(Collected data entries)
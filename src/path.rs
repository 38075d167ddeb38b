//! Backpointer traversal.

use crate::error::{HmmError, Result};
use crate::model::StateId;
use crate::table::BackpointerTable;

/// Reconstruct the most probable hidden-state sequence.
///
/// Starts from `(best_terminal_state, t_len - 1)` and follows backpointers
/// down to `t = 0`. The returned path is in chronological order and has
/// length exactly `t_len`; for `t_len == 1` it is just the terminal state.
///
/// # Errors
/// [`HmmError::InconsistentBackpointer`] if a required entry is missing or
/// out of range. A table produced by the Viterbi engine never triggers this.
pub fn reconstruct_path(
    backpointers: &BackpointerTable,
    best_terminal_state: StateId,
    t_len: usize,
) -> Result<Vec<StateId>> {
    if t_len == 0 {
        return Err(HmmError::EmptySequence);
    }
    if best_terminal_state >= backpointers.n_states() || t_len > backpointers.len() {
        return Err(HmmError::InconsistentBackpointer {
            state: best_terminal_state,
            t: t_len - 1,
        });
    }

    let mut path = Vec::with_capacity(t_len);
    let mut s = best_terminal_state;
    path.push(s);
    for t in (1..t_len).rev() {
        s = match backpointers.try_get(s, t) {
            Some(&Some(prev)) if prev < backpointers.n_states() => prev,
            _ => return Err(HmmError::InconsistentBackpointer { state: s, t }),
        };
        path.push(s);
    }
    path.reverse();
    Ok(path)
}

YOUR OBJECTIVE:
Make an exact copy of all the lines above.

WRITTEN RESPONSE:
filename src/path.rs
repository 38075d167ddeb38b
//! Backpointer traversal.

use crate::error::{HmmError, Result};
use crate::model::StateId;
use crate::table::BackpointerTable;

/// Reconstruct the most probable hidden-state sequence.
///
/// Starts from `(best_terminal_state, t_len - 1)` and follows backpointers
/// down to `t = 0`. The returned path is in chronological order and has
/// length exactly `t_len`; for `t_len == 1` it is just the terminal state.
///
/// # Errors
/// [`HmmError::InconsistentBackpointer`] if a required entry is missing or
/// out of range. A table produced by the Viterbi engine never triggers this.
pub fn reconstruct_path(
    backpointers: &BackpointerTable,
    best_terminal_state: StateId,
    t_len: usize,
) -> Result<Vec<StateId>> {
    if t_len == 0 {
        return Err(HmmError::EmptySequence);
    }
    if best_terminal_state >= backpointers.n_states() || t_len > backpointers.len() {
        return Err(HmmError::InconsistentBackpointer {
            state: best_terminal_state,
            t: t_len - 1,
        });
    }

    let mut path = Vec::with_capacity(t_len);
    let mut s = best_terminal_state;
    path.push(s);
    for t in (1..t_len).rev() {
        s = match backpointers.try_get(s, t) {
            Some(&Some(prev)) if prev < backpointers.n_states() => prev,
            _ => return Err(HmmError::InconsistentBackpointer { state: s, t }),
        };
        path.push(s);
    }
    path.reverse();
    Ok(path)
}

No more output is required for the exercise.